▶ Task to complete:
Count the lines in the data below where the string "AbortHandle" occurs, please, and give the number alone.

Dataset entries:
============================================================

//! Outstanding requests, keyed by channel and request id.

use std::time::{Duration, Instant};

use dashmap::DashMap;
use tokio::task::AbortHandle;

#[derive(Debug)]
pub struct PendingRequest {
    pub action: String,
    pub sent_at: Instant,
    timer: Option<AbortHandle>,
}

impl PendingRequest {
    pub fn new(action: impl Into<String>, timer: Option<AbortHandle>) -> Self {
        Self {
            action: action.into(),
            sent_at: Instant::now(),
            timer,
        }
    }

    pub fn elapsed(&self) -> Duration {
        self.sent_at.elapsed()
    }

    fn cancel_timer(&self) {
        if let Some(timer) = &self.timer {
            timer.abort();
        }
    }
}

#[derive(Default)]
pub struct PendingTable {
    entries: DashMap<(String, String), PendingRequest>,
}

impl PendingTable {
    pub fn new() -> Self {
        Self::default()
    }

    pub fn insert(&self, channel: &str, request_id: &str, request: PendingRequest) {
        self.entries
            .insert((channel.to_string(), request_id.to_string()), request);
    }

    /// Remove an entry and cancel its timer.
    pub fn remove(&self, channel: &str, request_id: &str) -> Option<PendingRequest> {
        let (_, request) = self
            .entries
            .remove(&(channel.to_string(), request_id.to_string()))?;
        request.cancel_timer();
        Some(request)
    }

    /// Attach the timeout task of a request written after it was recorded.
    /// The task is aborted when the request is already gone.
    pub fn attach_timer(&self, channel: &str, request_id: &str, timer: AbortHandle) -> bool {
        match self
            .entries
            .get_mut(&(channel.to_string(), request_id.to_string()))
        {
            Some(mut entry) => {
                entry.timer = Some(timer);
                true
            }
            None => {
                timer.abort();
                false
            }
        }
    }

    pub fn contains(&self, channel: &str, request_id: &str) -> bool {
        self.entries
            .contains_key(&(channel.to_string(), request_id.to_string()))
    }

    pub fn action_of(&self, channel: &str, request_id: &str) -> Option<String> {
        self.entries
            .get(&(channel.to_string(), request_id.to_string()))
            .map(|entry| entry.action.clone())
    }

    /// Remove every entry of a channel, cancelling their timers.
    pub fn remove_channel(&self, channel: &str) -> Vec<(String, PendingRequest)> {
        let ids: Vec<String> = self
            .entries
            .iter()
            .filter(|entry| entry.key().0 == channel)
            .map(|entry| entry.key().1.clone())
            .collect();

        ids.into_iter()
            .filter_map(|id| self.remove(channel, &id).map(|request| (id, request)))
            .collect()
    }

    /// Remove every entry, cancelling their timers.
    pub fn clear(&self) {
        for entry in self.entries.iter() {
            entry.value().cancel_timer();
        }
        self.entries.clear();
    }

    pub fn count_for(&self, channel: &str) -> usize {
        self.entries.iter().filter(|e| e.key().0 == channel).count()
    }

    pub fn len(&self) -> usize {
        self.entries.len()
    }

    pub fn is_empty(&self) -> bool {
        self.entries.is_empty()
    }
}
pub mod codec;
pub mod configuration;
pub mod dispatch;
pub mod events;
pub mod handlers;
pub mod ports;
pub mod registry;

// Re-export key types for convenience
pub use configuration::ConfigurationStore;
pub use dispatch::{Dispatcher, DispatcherConfig, RequestError, ResponseSink};
pub use events::{ErrorEvent, EventBus, EventSubscriber, SharedEventBus};
pub use handlers::{HandlerError, HandlerResult};
pub use ports::{InboundRouter, OutboundTransport};
pub use registry::{Feature, FeatureRegistry, Origin, Profile};
//! Handlers a charge point registers for central-system-originated calls.

use async_trait::async_trait;

use super::HandlerResult;
use crate::domain::messages::*;

#[async_trait]
pub trait ChargePointCoreHandler: Send + Sync {
    async fn on_change_availability(
        &self,
        request: ChangeAvailabilityRequest,
    ) -> HandlerResult<ChangeAvailabilityResponse>;

    async fn on_change_configuration(
        &self,
        request: ChangeConfigurationRequest,
    ) -> HandlerResult<ChangeConfigurationResponse>;

    async fn on_clear_cache(&self, request: ClearCacheRequest) -> HandlerResult<ClearCacheResponse>;

    async fn on_data_transfer(&self, request: DataTransferRequest) -> HandlerResult<DataTransferResponse>;

    async fn on_get_configuration(
        &self,
        request: GetConfigurationRequest,
    ) -> HandlerResult<GetConfigurationResponse>;

    async fn on_remote_start_transaction(
        &self,
        request: RemoteStartTransactionRequest,
    ) -> HandlerResult<RemoteStartTransactionResponse>;

    async fn on_remote_stop_transaction(
        &self,
        request: RemoteStopTransactionRequest,
    ) -> HandlerResult<RemoteStopTransactionResponse>;

    async fn on_reset(&self, request: ResetRequest) -> HandlerResult<ResetResponse>;

    async fn on_unlock_connector(
        &self,
        request: UnlockConnectorRequest,
    ) -> HandlerResult<UnlockConnectorResponse>;
}

#[async_trait]
pub trait ChargePointFirmwareHandler: Send + Sync {
    async fn on_get_diagnostics(&self, request: GetDiagnosticsRequest) -> HandlerResult<GetDiagnosticsResponse>;

    async fn on_update_firmware(&self, request: UpdateFirmwareRequest) -> HandlerResult<UpdateFirmwareResponse>;
}

#[async_trait]
pub trait ChargePointLocalAuthListHandler: Send + Sync {
    async fn on_get_local_list_version(
        &self,
        request: GetLocalListVersionRequest,
    ) -> HandlerResult<GetLocalListVersionResponse>;

    async fn on_send_local_list(&self, request: SendLocalListRequest) -> HandlerResult<SendLocalListResponse>;
}

#[async_trait]
pub trait ChargePointReservationHandler: Send + Sync {
    async fn on_reserve_now(&self, request: ReserveNowRequest) -> HandlerResult<ReserveNowResponse>;

    async fn on_cancel_reservation(
        &self,
        request: CancelReservationRequest,
    ) -> HandlerResult<CancelReservationResponse>;
}

#[async_trait]
pub trait ChargePointRemoteTriggerHandler: Send + Sync {
    async fn on_trigger_message(&self, request: TriggerMessageRequest) -> HandlerResult<TriggerMessageResponse>;
}

#[async_trait]
pub trait ChargePointSmartChargingHandler: Send + Sync {
    async fn on_set_charging_profile(
        &self,
        request: SetChargingProfileRequest,
    ) -> HandlerResult<SetChargingProfileResponse>;

    async fn on_clear_charging_profile(
        &self,
        request: ClearChargingProfileRequest,
    ) -> HandlerResult<ClearChargingProfileResponse>;

    async fn on_get_composite_schedule(
        &self,
        request: GetCompositeScheduleRequest,
    ) -> HandlerResult<GetCompositeScheduleResponse>;
}
pub mod errors;
pub mod logging;
pub mod ocpp_frame;
pub mod shutdown;
pub mod time;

============================================================

▶ Final answer:
4